Certes, tous ces faits sont connus, en tout cas par les historiens. Mais n’oublions pas qu’il s’agit ici d’un roman ! Or celui-ci retrace avec une grande justesse, mais aussi émotion, cette sinistre période. Et cela à travers le personnage réel de Frank Meier, un juif askhénaze autrichien qui a fait toute sa carrière de barman en France, et a même combattu pour celle-ci à Verdun. Il se voit contraint, et le fait même avec une grande conscience professionnelle, de servir avec tout son art des cocktails la caste supérieure des officiers allemands. Son destin va croiser celui d’un autre personnage authentique, Louise Rubenstein, d’origine juive américaine, qui a épousé le directeur de l’hôtel Claude Auzello. Le lecteur rencontre aussi une série de personnages historiques, dont Hermann Goering, bouffi de graisse et avide de s’emparer de biens culturels français, dont Philippe Collin trace un portrait inoubliable. On va y trouver aussi des figures plus sympathiques, en tout cas plus ambiguës, comme celles du célèbre écrivain et chantre de la guerre Ernst Jünger, ou celle du colonel Hans Speidel, l’un des seuls instigateurs de l’attentat contre le Führer à avoir échappé à la mort. Le danger ira croissant pour Frank et Louise, jamais à l’abri d’une dénonciation et d’une arrestation, avec leur suite possible, l’envoi à Auschwitz. Plus le roman avance, plus la tension croît, entre les fêtes mondaines du Ritz, les exactions allemandes et le contrôle de la Gestapo étouffant. Elle culmine avec la tentative ratée d’assassinat de Hitler, le 20 juillet 1944.

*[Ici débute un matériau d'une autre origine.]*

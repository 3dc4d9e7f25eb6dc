//! Coordinate tables for the five workbook extractions.
//!
//! Each table is written in A1 notation (`LayoutSpec`) and compiled once into
//! zero-based coordinates (`SheetLayout`) that the engine walks. A typo in a
//! reference surfaces as `InvalidReference` when the tables are compiled.

use super::models::Table;
use crate::common::errors::{BusinessError, BusinessResult};
use crate::workbook::address::{column_index, parse_range, parse_reference};
use serde_json::Value;
use std::sync::LazyLock;

/// How the units (one output record each) of a sheet are discovered
#[derive(Debug, Clone, Copy)]
pub enum UnitSpec {
    /// One unit per populated cell of a header row range, e.g. `"F57:J57"`
    HeaderColumns(&'static str),
    /// One unit per sheet when this header cell is populated
    HeaderCell(&'static str),
    /// Every row of a one-column range is a unit; the scan stops at the first
    /// row whose cell in that column holds the number zero. Seeds are
    /// `(field name, column letters)`.
    Rows {
        rows: &'static str,
        seeds: &'static [(&'static str, &'static str)],
    },
}

/// Column holding the value paired with a label
#[derive(Debug, Clone, Copy)]
pub enum ValueSpec {
    /// Same column for every unit
    Column(&'static str),
    /// `label column + extra + id2`
    UnitOffset(u32),
}

/// How the field name is built from the label cell
#[derive(Debug, Clone, Copy, PartialEq, Eq)]
pub enum Naming {
    Label,
    Prefixed(&'static str),
}

/// What to do with a label/value pair when one side is blank
#[derive(Debug, Clone, Copy, PartialEq, Eq)]
pub enum EmptyPolicy {
    /// Always emit the pair, absent cells become null
    Keep,
    SkipBlankLabel,
    SkipBlankValue,
}

#[derive(Debug, Clone, Copy)]
pub enum DetailSpec {
    /// Labels down one column (`"C7:C21"` or a single `"C59"`), values on the same rows
    Block {
        labels: &'static str,
        value: ValueSpec,
        naming: Naming,
        empty: EmptyPolicy,
    },
    /// Labels along one row (`"E15:U15"`), values in the same columns on the unit's row
    Sweep { labels: &'static str },
}

#[derive(Debug, Clone, Copy)]
pub struct LayoutSpec {
    pub table: Table,
    pub sheets: &'static [&'static str],
    pub units: UnitSpec,
    pub details: &'static [DetailSpec],
    pub join_key: Option<&'static str>,
}

const fn keep(labels: &'static str, value: ValueSpec) -> DetailSpec {
    DetailSpec::Block {
        labels,
        value,
        naming: Naming::Label,
        empty: EmptyPolicy::Keep,
    }
}

const fn economics(labels: &'static str, prefix: &'static str) -> DetailSpec {
    DetailSpec::Block {
        labels,
        value: ValueSpec::Column("J"),
        naming: Naming::Prefixed(prefix),
        empty: EmptyPolicy::SkipBlankValue,
    }
}

const fn financing(labels: &'static str, extra: u32, prefix: &'static str) -> DetailSpec {
    DetailSpec::Block {
        labels,
        value: ValueSpec::UnitOffset(extra),
        naming: Naming::Prefixed(prefix),
        empty: EmptyPolicy::SkipBlankLabel,
    }
}

pub const IDENTIFICATION: LayoutSpec = LayoutSpec {
    table: Table::Identification,
    sheets: &["Identif"],
    units: UnitSpec::HeaderColumns("F57:J57"),
    details: &[
        keep("C59", ValueSpec::UnitOffset(2)),
        keep("C61", ValueSpec::UnitOffset(2)),
        keep("C62", ValueSpec::UnitOffset(2)),
        keep("C66", ValueSpec::UnitOffset(2)),
        keep("C67", ValueSpec::UnitOffset(2)),
        keep("C7:C21", ValueSpec::Column("D")),
        keep("M19", ValueSpec::Column("O")),
        keep("M22", ValueSpec::Column("O")),
        keep("C25", ValueSpec::Column("D")),
    ],
    join_key: None,
};

pub const SYNTHESIS: LayoutSpec = LayoutSpec {
    table: Table::Synthesis,
    sheets: &["Fiche_Synthèse"],
    units: UnitSpec::HeaderColumns("G4:K4"),
    details: &[
        keep("F19:F28", ValueSpec::UnitOffset(0)),
        keep("F31:F34", ValueSpec::UnitOffset(0)),
        keep("F87:F89", ValueSpec::UnitOffset(0)),
        keep("D136:D139", ValueSpec::UnitOffset(2)),
        keep("D144:D146", ValueSpec::UnitOffset(2)),
    ],
    join_key: Some("clef"),
};

pub const RENT_AND_CHARGES: LayoutSpec = LayoutSpec {
    table: Table::RentAndCharges,
    sheets: &["LoyersEtCharges"],
    units: UnitSpec::Rows {
        rows: "C16:C55",
        seeds: &[("produit", "C"), ("typologie", "D")],
    },
    details: &[DetailSpec::Sweep { labels: "E15:U15" }],
    join_key: Some("produit"),
};

pub const PROJECT_ECONOMICS: LayoutSpec = LayoutSpec {
    table: Table::ProjectEconomics,
    sheets: &[
        "PRP CE SE_1",
        "PRP CE SE_2",
        "PRP CE SE_3",
        "PRP CE SE_4",
        "PRP CE SE_5",
    ],
    units: UnitSpec::HeaderCell("V7"),
    details: &[
        economics("D12:D15", "Total Terrain_"),
        economics("D18:D22", "Total Terrain_"),
        economics("D25:D29", "Total Raccordement_"),
        economics("D32:D37", "Total Charge Foncière_"),
        economics("D40:D45", "Total Taxes et Divers_"),
        economics("D48:D51", "Total Frais Foncier_"),
        economics("D54:D55", "Total de construction en charge foncière_"),
        economics("D59:D84", "Total construction_"),
        economics("D87:D103", "Total Honoraires Techniques_"),
        economics("D106:D113", "Total Actualisation Imprevus_"),
        economics("D123:D127", "Autres Charges Non Immobilisees_"),
        economics("D137:D143", "Complement Accession_"),
    ],
    join_key: Some("produit"),
};

pub const FINANCING: LayoutSpec = LayoutSpec {
    table: Table::Financing,
    sheets: &["Financement"],
    units: UnitSpec::HeaderColumns("J8:N8"),
    details: &[
        financing("E14:E33", 4, "Subventions_"),
        financing("F36:F45", 3, "Fonds Propres_"),
        financing("F47:F71", 3, "Prêts_"),
    ],
    join_key: Some("clef"),
};

// Compiled, zero-based form

#[derive(Debug, Clone, Copy, PartialEq, Eq)]
pub enum UnitScan {
    HeaderColumns { row: u32, first_col: u32, last_col: u32 },
    HeaderCell { row: u32, col: u32 },
    Rows { first_row: u32, last_row: u32, stop_col: u32 },
}

#[derive(Debug, Clone, Copy, PartialEq, Eq)]
pub enum ValueColumn {
    Fixed(u32),
    UnitOffset { base: u32, extra: u32 },
}

impl ValueColumn {
    pub const fn resolve(self, id2: u32) -> u32 {
        match self {
            ValueColumn::Fixed(col) => col,
            ValueColumn::UnitOffset { base, extra } => base + extra + id2,
        }
    }
}

#[derive(Debug, Clone, Copy, PartialEq, Eq)]
pub enum DetailRule {
    Block {
        label_col: u32,
        first_row: u32,
        last_row: u32,
        value: ValueColumn,
        naming: Naming,
        empty: EmptyPolicy,
    },
    Sweep {
        label_row: u32,
        first_col: u32,
        last_col: u32,
    },
}

#[derive(Debug, Clone)]
pub struct SheetLayout {
    pub table: Table,
    pub sheets: Vec<String>,
    pub units: UnitScan,
    pub seeds: Vec<(String, u32)>,
    pub details: Vec<DetailRule>,
    pub join_key: Option<String>,
}

fn single_column(range: &str) -> BusinessResult<(u32, u32, u32)> {
    let (start, end) = parse_range(range)?;
    if start.col != end.col {
        return Err(BusinessError::InvalidReference {
            reference: range.to_string(),
        });
    }
    Ok((start.col, start.row, end.row))
}

fn single_row(range: &str) -> BusinessResult<(u32, u32, u32)> {
    let (start, end) = parse_range(range)?;
    if start.row != end.row {
        return Err(BusinessError::InvalidReference {
            reference: range.to_string(),
        });
    }
    Ok((start.row, start.col, end.col))
}

impl UnitSpec {
    fn compile(self) -> BusinessResult<(UnitScan, Vec<(String, u32)>)> {
        match self {
            UnitSpec::HeaderColumns(range) => {
                let (row, first_col, last_col) = single_row(range)?;
                Ok((
                    UnitScan::HeaderColumns {
                        row,
                        first_col,
                        last_col,
                    },
                    Vec::new(),
                ))
            }
            UnitSpec::HeaderCell(cell) => {
                let cell = parse_reference(cell)?;
                Ok((
                    UnitScan::HeaderCell {
                        row: cell.row,
                        col: cell.col,
                    },
                    Vec::new(),
                ))
            }
            UnitSpec::Rows { rows, seeds } => {
                let (stop_col, first_row, last_row) = single_column(rows)?;
                let seeds = seeds
                    .iter()
                    .map(|(name, letters)| Ok(((*name).to_string(), column_index(letters)?)))
                    .collect::<BusinessResult<Vec<_>>>()?;
                Ok((
                    UnitScan::Rows {
                        first_row,
                        last_row,
                        stop_col,
                    },
                    seeds,
                ))
            }
        }
    }
}

impl DetailSpec {
    fn compile(self) -> BusinessResult<DetailRule> {
        match self {
            DetailSpec::Block {
                labels,
                value,
                naming,
                empty,
            } => {
                let (label_col, first_row, last_row) = single_column(labels)?;
                let value = match value {
                    ValueSpec::Column(letters) => ValueColumn::Fixed(column_index(letters)?),
                    ValueSpec::UnitOffset(extra) => ValueColumn::UnitOffset {
                        base: label_col,
                        extra,
                    },
                };
                Ok(DetailRule::Block {
                    label_col,
                    first_row,
                    last_row,
                    value,
                    naming,
                    empty,
                })
            }
            DetailSpec::Sweep { labels } => {
                let (label_row, first_col, last_col) = single_row(labels)?;
                Ok(DetailRule::Sweep {
                    label_row,
                    first_col,
                    last_col,
                })
            }
        }
    }
}

impl LayoutSpec {
    pub fn compile(&self) -> BusinessResult<SheetLayout> {
        let (units, seeds) = self.units.compile()?;
        let details = self
            .details
            .iter()
            .map(|detail| detail.compile())
            .collect::<BusinessResult<Vec<_>>>()?;

        Ok(SheetLayout {
            table: self.table,
            sheets: self.sheets.iter().map(|s| (*s).to_string()).collect(),
            units,
            seeds,
            details,
            join_key: self.join_key.map(str::to_string),
        })
    }
}

impl Naming {
    /// Field name for a label cell; absent labels render as `"null"`
    pub fn field_name(self, label: Option<&Value>) -> String {
        let text = label_text(label);
        match self {
            Naming::Label => text,
            Naming::Prefixed(prefix) => format!("{prefix}{text}"),
        }
    }
}

/// Text of a label cell as used in field names
pub fn label_text(label: Option<&Value>) -> String {
    match label {
        None | Some(Value::Null) => "null".to_string(),
        Some(Value::String(s)) => s.clone(),
        Some(other) => other.to_string(),
    }
}

/// The five compiled layouts of an operation workbook
#[derive(Debug, Clone)]
pub struct Layouts {
    pub identification: SheetLayout,
    pub synthesis: SheetLayout,
    pub rent_and_charges: SheetLayout,
    pub project_economics: SheetLayout,
    pub financing: SheetLayout,
}

impl Layouts {
    pub fn compile() -> BusinessResult<Self> {
        Ok(Self {
            identification: IDENTIFICATION.compile()?,
            synthesis: SYNTHESIS.compile()?,
            rent_and_charges: RENT_AND_CHARGES.compile()?,
            project_economics: PROJECT_ECONOMICS.compile()?,
            financing: FINANCING.compile()?,
        })
    }
}

static LAYOUTS: LazyLock<BusinessResult<Layouts>> = LazyLock::new(Layouts::compile);

/// Layouts compiled once per process
pub fn layouts() -> BusinessResult<&'static Layouts> {
    LAYOUTS.as_ref().map_err(Clone::clone)
}

#[cfg(test)]
mod tests {
    use super::*;
    use serde_json::json;

    #[test]
    fn test_builtin_layouts_compile() {
        let layouts = layouts().unwrap();
        assert_eq!(
            layouts.identification.units,
            UnitScan::HeaderColumns {
                row: 56,
                first_col: 5,
                last_col: 9
            }
        );
        assert_eq!(
            layouts.rent_and_charges.units,
            UnitScan::Rows {
                first_row: 15,
                last_row: 54,
                stop_col: 2
            }
        );
        assert_eq!(
            layouts.rent_and_charges.seeds,
            [("produit".to_string(), 2), ("typologie".to_string(), 3)]
        );
        assert_eq!(layouts.project_economics.sheets.len(), 5);
        assert_eq!(layouts.project_economics.details.len(), 12);
        assert_eq!(layouts.financing.join_key.as_deref(), Some("clef"));
    }

    #[test]
    fn test_offset_value_columns() {
        let layouts = layouts().unwrap();
        // C59 pairs with E59 + id2, i.e. F59 for the first unit
        let DetailRule::Block { value, .. } = layouts.identification.details[0] else {
            panic!("expected a block rule");
        };
        assert_eq!(value.resolve(1), 5);

        // E14 pairs with J14 for the first financing unit
        let DetailRule::Block { value, .. } = layouts.financing.details[0] else {
            panic!("expected a block rule");
        };
        assert_eq!(value.resolve(1), 9);
    }

    #[test]
    fn test_bad_reference_is_reported() {
        const TWO_COLUMN_LABELS: &[DetailSpec] = &[keep("C7:D21", ValueSpec::Column("D"))];
        let broken = LayoutSpec {
            details: TWO_COLUMN_LABELS,
            ..IDENTIFICATION
        };
        let err = broken.compile().unwrap_err();
        assert_eq!(
            err,
            BusinessError::InvalidReference {
                reference: "C7:D21".to_string()
            }
        );

        let broken = LayoutSpec {
            units: UnitSpec::HeaderColumns("F57J57"),
            ..IDENTIFICATION
        };
        assert!(broken.compile().is_err());
    }

    #[test]
    fn test_field_names() {
        assert_eq!(Naming::Label.field_name(Some(&json!("Commune"))), "Commune");
        assert_eq!(Naming::Label.field_name(None), "null");
        assert_eq!(
            Naming::Prefixed("Prêts_").field_name(Some(&json!("PLUS"))),
            "Prêts_PLUS"
        );
        assert_eq!(
            Naming::Prefixed("Total Terrain_").field_name(Some(&json!(1000))),
            "Total Terrain_1000"
        );
        assert_eq!(
            Naming::Prefixed("Total Terrain_").field_name(Some(&json!(1.5))),
            "Total Terrain_1.5"
        );
    }
}
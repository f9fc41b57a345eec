use anyhow::Result;
use clap::Parser;
use std::path::PathBuf;
use tradeboard_backend::api;
use tradeboard_backend::bootstrap;
use tradeboard_backend::config::{TradeboardConfig, TradeboardPaths};
use tradeboard_backend::telemetry;

#[derive(Parser)]
#[command(author, version, about = "Tradeboard backend server")]
struct Args {
    /// Port for the HTTP API (overrides TRADEBOARD_API_PORT, default 8080)
    #[arg(long)]
    port: Option<u16>,
    /// Base directory for data and static assets (overrides TRADEBOARD_DATA_DIR)
    #[arg(long)]
    data_dir: Option<PathBuf>,
}

#[tokio::main]
async fn main() -> Result<()> {
    telemetry::init_tracing();

    let args = Args::parse();
    let mut config = TradeboardConfig::from_env()?;
    if let Some(dir) = args.data_dir {
        config.paths = TradeboardPaths::from_base_dir(dir)?;
    }
    if let Some(port) = args.port {
        config.api_port = port;
    }

    let resources = bootstrap::initialize(&config)?;
    api::serve_http(config, resources.database).await
}
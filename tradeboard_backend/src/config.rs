use anyhow::{anyhow, Result};
use std::env;
use std::path::{Path, PathBuf};

#[derive(Debug, Clone)]
pub struct TradeboardConfig {
    pub api_port: u16,
    pub paths: TradeboardPaths,
}

impl TradeboardConfig {
    pub fn from_env() -> Result<Self> {
        let paths = TradeboardPaths::discover()?;
        let api_port = env::var("TRADEBOARD_API_PORT")
            .ok()
            .and_then(|raw| raw.parse().ok())
            .unwrap_or(8080);
        Ok(Self { api_port, paths })
    }

    pub fn new(api_port: u16, paths: TradeboardPaths) -> Self {
        Self { api_port, paths }
    }
}

#[derive(Debug, Clone)]
pub struct TradeboardPaths {
    pub base: PathBuf,
    pub data_dir: PathBuf,
    pub db_path: PathBuf,
    pub public_dir: PathBuf,
}

impl TradeboardPaths {
    /// Base directory from `TRADEBOARD_DATA_DIR`, else next to the executable.
    pub fn discover() -> Result<Self> {
        if let Ok(base) = env::var("TRADEBOARD_DATA_DIR") {
            return Self::from_base_dir(base);
        }
        let exe_path = env::current_exe()
            .map_err(|err| anyhow!("failed to resolve current executable: {err}"))?;
        let base = exe_path
            .parent()
            .ok_or_else(|| anyhow!("executable path missing parent"))?
            .to_path_buf();
        Self::from_base_dir(base)
    }

    pub fn from_base_dir<P: AsRef<Path>>(base: P) -> Result<Self> {
        let base = base.as_ref().to_path_buf();
        let data_dir = base.join("data");
        let db_path = data_dir.join("tradeboard.db");
        let public_dir = env::var("TRADEBOARD_PUBLIC_DIR")
            .map(PathBuf::from)
            .unwrap_or_else(|_| base.join("public"));

        Ok(Self {
            base,
            data_dir,
            db_path,
            public_dir,
        })
    }
}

Mais ce roman est surtout précieux par son caractère psychologique. Qui était au fond Frank Meier ? Un collabo, pour avoir si bien servi ses cocktails à l’occupant ? Un héros de 1914-18 devenu un lâche ? Un opportuniste ? Un homme entouré de menaces et qui tente simplement d’y échapper ? Il s’interroge sur lui-même, sans complaisance, à travers son journal, inventé par l’auteur du livre. Et au fond, tout le récit baigne entre ces extrêmes que furent la Collaboration et la Résistance, avec surtout un « ventre mou » composé de Parisiens pris à la gorge entre restrictions alimentaires de plus en plus difficiles à supporter et nécessité de survivre, souvent en fermant les yeux et en bouchant leurs oreilles. Les mêmes, dont certains vont se venger sur les femmes coupables de « collaboration horizontale », déclarées coupables d’avoir couché avec des Allemands, qui dans des exhibitions publiques sordides, se feront tondre et humilier.
Mais au fond, dans ce concentré de population avec ses grandeurs et ses faiblesses, où ne nous serions-nous situés nous-mêmes ?… C’est la question que pose implicitement Philipp Collin, dans un roman fascinant, pathétique, chargé d’humanité.